While Prof Kindiki has raised the issue with President Ruto, Tellwas informed that the cabinet secretary faces a herculean task of ejecting the suspects from the system as many of the officers named in the passport scandal come from the president’s backyard in Rift Valley, while others have been allies of the president from the time fell out with Raila Odinga after the 2007 disputed elections and was appointed in the ministry of agriculture.

The clique that surrounded Ruto even before he became president are having their day in the sun and are in hurry to make hay while the sun the shines, our source Prof Kindiki’s office says.

“The acrimonious falling out between Kindiki and his senior staff is likely to result in sackings. The president is seized of the matter is said to have warned the principal secretaries, a cabinet secretary and a recently appointed senior NIS officer implicated in the scandal. I recall the time this year when Al Shabaab bombed communication masks in Mandera. The president was informed when he was in London. He immediately called him the CS (name withheld) and warned against flooding the country with his kin from Somalia,” our source, with extensive knowledge of government affairs revealed.

The cabinet secretary and the NIS senior have in the past been adversely named in the Westgate and Dusit terrorist attacks, but were cleared of criminal offences. The other official said to be behind the parallel passports office was tapped from the diplomatic world and is reportedly building a war-chest to run for a gubernatorial seat in 2027.

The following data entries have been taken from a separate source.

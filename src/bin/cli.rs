//! Fitlog CLI
//!
//! Command-line client for the Fitlog API:
//! - Log workouts, meals and weight
//! - Show dashboard stats, streak, recent activity
//! - Show weight trend and goal progress
//! - Generate a default config file

use chrono::NaiveDate;
use clap::{Parser, Subcommand};
use serde_json::{json, Value};
use std::path::PathBuf;

#[derive(Parser)]
#[command(name = "fitlog-cli")]
#[command(version = env!("CARGO_PKG_VERSION"))]
#[command(about = "Personal fitness tracker")]
#[command(long_about = "Fitlog tracks workouts, meals and body weight.\nThis client talks to a running fitlog API server.")]
pub struct Cli {
    #[command(subcommand)]
    pub command: Commands,

    /// API server URL
    #[arg(long, default_value = "http://localhost:8000", global = true)]
    pub api_url: String,

    /// Route prefix the server mounts the API under (empty for none)
    #[arg(long, default_value = "/api/v1", global = true)]
    pub prefix: String,

    /// Output format (table, json)
    #[arg(short, long, default_value = "table", global = true)]
    pub format: String,
}

#[derive(Subcommand)]
pub enum Commands {
    /// Show server status
    Status,

    /// Dashboard totals for a day
    Stats {
        /// Day to summarize (YYYY-MM-DD, default: today)
        #[arg(short, long)]
        date: Option<NaiveDate>,
    },

    /// Current activity streak
    Streak,

    /// Recent workouts, meals and weigh-ins
    Recent {
        /// Number of entries (1-50)
        #[arg(short, long, default_value = "10")]
        limit: u32,
    },

    /// Weight trend over the last N days
    Trend {
        /// Window size in days (1-365)
        #[arg(short, long, default_value = "7")]
        days: u32,
    },

    /// Progress toward the weight goal
    Progress,

    /// Log a weight measurement
    LogWeight {
        /// Weight in lbs
        weight: f64,
        /// Date of the measurement (YYYY-MM-DD, default: today)
        #[arg(short, long)]
        date: Option<NaiveDate>,
    },

    /// Log a workout
    LogWorkout {
        /// Workout type (cardio, strength, flexibility, sports, other)
        kind: String,
        /// Workout name
        name: String,
        /// Duration in minutes
        minutes: i64,
        /// Calories burned
        #[arg(short, long, default_value = "0")]
        calories: i64,
    },

    /// Log a meal
    LogMeal {
        /// Meal type (breakfast, lunch, dinner, snack)
        kind: String,
        /// What was eaten
        description: String,
        /// Calories
        calories: i64,
        /// Protein in grams
        #[arg(short, long, default_value = "0")]
        protein: i64,
    },

    /// Generate default config file
    Config {
        /// Output path (default: stdout)
        #[arg(short, long)]
        output: Option<PathBuf>,
    },
}

#[tokio::main]
async fn main() -> Result<(), Box<dyn std::error::Error>> {
    let cli = Cli::parse();
    let client = reqwest::Client::new();
    let api = ApiClient {
        client: &client,
        base: api_root(&cli.api_url, &cli.prefix),
    };
    let json_output = cli.format == "json";

    match cli.command {
        Commands::Status => {
            let response = client.get(api.url("/health")).send().await;

            match response {
                Ok(resp) if resp.status().is_success() => {
                    let health: Value = resp.json().await?;

                    if json_output {
                        println!("{}", serde_json::to_string_pretty(&health)?);
                    } else {
                        println!("Fitlog CLI v{}", env!("CARGO_PKG_VERSION"));
                        println!();
                        println!("API Status: {}", health["status"].as_str().unwrap_or("unknown"));
                        println!("API Version: {}", health["version"].as_str().unwrap_or("unknown"));
                    }
                }
                Ok(resp) => {
                    eprintln!("API returned error: {}", resp.status());
                    std::process::exit(1);
                }
                Err(e) => {
                    eprintln!("Cannot connect to Fitlog API at {}", api.base);
                    eprintln!("Error: {}", e);
                    eprintln!();
                    eprintln!("Make sure the Fitlog API server is running:");
                    eprintln!("  cargo run --bin fitlog");
                    std::process::exit(1);
                }
            }
        }

        Commands::Stats { date } => {
            let path = match date {
                Some(date) => format!("/dashboard/stats?target_date={}", date),
                None => "/dashboard/stats".to_string(),
            };
            let stats = api.get(&path).await?;

            if json_output {
                println!("{}", serde_json::to_string_pretty(&stats)?);
            } else {
                println!("Stats for {}", stats["date"].as_str().unwrap_or("-"));
                println!("{}", "-".repeat(32));
                println!("{:<20} {}", "Calories consumed", stats["calories_consumed"]);
                println!("{:<20} {}g", "Protein", stats["protein_consumed"]);
                println!("{:<20} {}", "Meals", stats["meal_count"]);
                println!("{:<20} {}", "Workouts", stats["workout_count"]);
                println!("{:<20} {}", "Calories burned", stats["calories_burned"]);
                println!("{:<20} {}", "Current weight", format_weight(&stats["current_weight"]));
            }
        }

        Commands::Streak => {
            let streak = api.get("/dashboard/streak").await?;

            if json_output {
                println!("{}", serde_json::to_string_pretty(&streak)?);
            } else {
                let days = streak["streak"].as_u64().unwrap_or(0);
                println!("{} day streak", days);
                if let Some(last) = streak["last_activity_date"].as_str() {
                    println!("Last activity: {}", last);
                }
            }
        }

        Commands::Recent { limit } => {
            let feed = api
                .get(&format!("/dashboard/recent-activity?limit={}", limit))
                .await?;

            if json_output {
                println!("{}", serde_json::to_string_pretty(&feed)?);
            } else {
                print_activity_table(&feed);
            }
        }

        Commands::Trend { days } => {
            let trend = api.get(&format!("/weight/trend?days={}", days)).await?;

            if json_output {
                println!("{}", serde_json::to_string_pretty(&trend)?);
            } else {
                print_trend_table(&trend);
            }
        }

        Commands::Progress => {
            let progress = api.get("/goals/progress").await?;

            if json_output {
                println!("{}", serde_json::to_string_pretty(&progress)?);
            } else {
                println!(
                    "{} -> {} lbs (now {})",
                    format_weight(&progress["start_weight"]),
                    format_weight(&progress["target_weight"]),
                    format_weight(&progress["current_weight"]),
                );
                println!("Lost so far: {} lbs", format_weight(&progress["lost_so_far"]));
                println!("Remaining:   {} lbs", format_weight(&progress["remaining"]));
                println!(
                    "Complete:    {:.1}%",
                    progress["percent_complete"].as_f64().unwrap_or(0.0)
                );
            }
        }

        Commands::LogWeight { weight, date } => {
            let created = api
                .post("/weight", json!({ "weight": weight, "date": date }))
                .await?;
            println!(
                "Logged weight {} lbs on {}",
                weight,
                created["date"].as_str().unwrap_or("-")
            );
        }

        Commands::LogWorkout {
            kind,
            name,
            minutes,
            calories,
        } => {
            let created = api
                .post(
                    "/workouts",
                    json!({
                        "type": kind,
                        "name": name,
                        "duration": minutes,
                        "calories_burned": calories,
                    }),
                )
                .await?;
            println!(
                "Logged workout '{}' ({} min) [{}]",
                name,
                minutes,
                created["id"].as_str().unwrap_or("-")
            );
        }

        Commands::LogMeal {
            kind,
            description,
            calories,
            protein,
        } => {
            let created = api
                .post(
                    "/meals",
                    json!({
                        "type": kind,
                        "description": description,
                        "calories": calories,
                        "protein": protein,
                    }),
                )
                .await?;
            println!(
                "Logged {} '{}' ({} cal) [{}]",
                kind,
                description,
                calories,
                created["id"].as_str().unwrap_or("-")
            );
        }

        Commands::Config { output } => {
            let config = fitlog::config::generate_default_config();

            match output {
                Some(path) => {
                    // Create parent directory if needed
                    if let Some(parent) = path.parent() {
                        std::fs::create_dir_all(parent)?;
                    }
                    std::fs::write(&path, &config)?;
                    println!("Config written to {:?}", path);
                }
                None => {
                    print!("{}", config);
                }
            }
        }
    }

    Ok(())
}

/// Server URL joined with the route prefix, without a trailing slash
fn api_root(api_url: &str, prefix: &str) -> String {
    let base = api_url.trim_end_matches('/');
    let prefix = prefix.trim_matches('/');
    if prefix.is_empty() {
        base.to_string()
    } else {
        format!("{}/{}", base, prefix)
    }
}

/// Thin JSON client over the prefixed API routes
struct ApiClient<'a> {
    client: &'a reqwest::Client,
    base: String,
}

impl ApiClient<'_> {
    fn url(&self, path: &str) -> String {
        format!("{}{}", self.base, path)
    }

    async fn get(&self, path: &str) -> Result<Value, Box<dyn std::error::Error>> {
        let response = self.client.get(self.url(path)).send().await?;
        read_response(response).await
    }

    async fn post(&self, path: &str, body: Value) -> Result<Value, Box<dyn std::error::Error>> {
        let response = self.client.post(self.url(path)).json(&body).send().await?;
        read_response(response).await
    }
}

/// Decode a success body, or print the API error and exit
async fn read_response(response: reqwest::Response) -> Result<Value, Box<dyn std::error::Error>> {
    let status = response.status();
    if status.is_success() {
        return Ok(response.json().await?);
    }

    let text = response.text().await.unwrap_or_default();
    match serde_json::from_str::<Value>(&text) {
        Ok(body) => {
            eprintln!(
                "Request failed ({}): {}",
                status,
                body["error"]["message"].as_str().unwrap_or(&text)
            );
            if let Some(fields) = body["error"]["fields"].as_array() {
                for field in fields {
                    eprintln!(
                        "  {}: {}",
                        field["field"].as_str().unwrap_or("-"),
                        field["message"].as_str().unwrap_or("-")
                    );
                }
            }
        }
        Err(_) => eprintln!("Request failed ({}): {}", status, text),
    }
    std::process::exit(1);
}

fn format_weight(value: &Value) -> String {
    value
        .as_f64()
        .map(|v| format!("{:.1}", v))
        .unwrap_or_else(|| "-".to_string())
}

fn print_activity_table(feed: &Value) {
    let activities = match feed["activities"].as_array() {
        Some(a) if !a.is_empty() => a,
        _ => {
            println!("No recent activity");
            return;
        }
    };

    println!("{:<20} {:<10} {:<24} {}", "Date", "Type", "Title", "Details");
    println!("{}", "-".repeat(80));

    for item in activities {
        let date = item["date"]
            .as_str()
            .and_then(|s| chrono::DateTime::parse_from_rfc3339(s).ok())
            .map(|dt| dt.format("%Y-%m-%d %H:%M").to_string())
            .unwrap_or_else(|| "-".to_string());

        println!(
            "{:<20} {:<10} {:<24} {}",
            date,
            item["type"].as_str().unwrap_or("-"),
            item["title"].as_str().unwrap_or("-"),
            item["details"].as_str().unwrap_or("-"),
        );
    }
}

fn print_trend_table(trend: &Value) {
    let points = match trend["trend"].as_array() {
        Some(p) if !p.is_empty() => p,
        _ => {
            println!("No weight entries in the selected range");
            return;
        }
    };

    println!("{:<12} | {}", "Date", "Weight");
    println!("{}", "-".repeat(24));
    for point in points {
        println!(
            "{:<12} | {}",
            point["date"].as_str().unwrap_or("-"),
            format_weight(&point["weight"])
        );
    }

    if let Some(change) = trend["change"].as_f64() {
        println!();
        println!("Change: {:+.2} lbs", change);
    }
}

The revelations come on the back of warnings raised by Managing Director of Personal Security Services George Musamali that Kenya was hurtling towards self-destruction following the embedment of foreign criminals in government. The pork barrelling by drug and human traffickers offers the criminals who sometimes pose as senior officials of  United Nations High Commission for Refugees (UNHCR) offers huge incentive for fast-tracking travel documents for refugees.

Further, the disbandment of border security committees by President Ruto provides a field day for transnational criminals, a senior official at the immigration office says. He says border security committees helped to weed out aliens. The powers of the committees have been transferred to National Intelligence Service officers who lack the wherewithal to determine nationality, according to the officers at the registrar of persons and immigration offices.

“We are under pressure to fast-track travel documents for foreigners. In April this year, a principal secretary (name withheld) came in the office with 1,200 passport applications and gave orders that they should be ready in three days. Once done, he went with the passports to Eldoret. The names on the passports were not Kenyan,” the officer says.

Kakuma camp in Turkana county has been turned into a holding ground for aliens before they are processed as Kenyan citizens or facilitated to travel out the country in Kenyan passport. On the other hand, Kakamega leads in registration of aliens seeking national identity cards, followed by Mandera and Garissa.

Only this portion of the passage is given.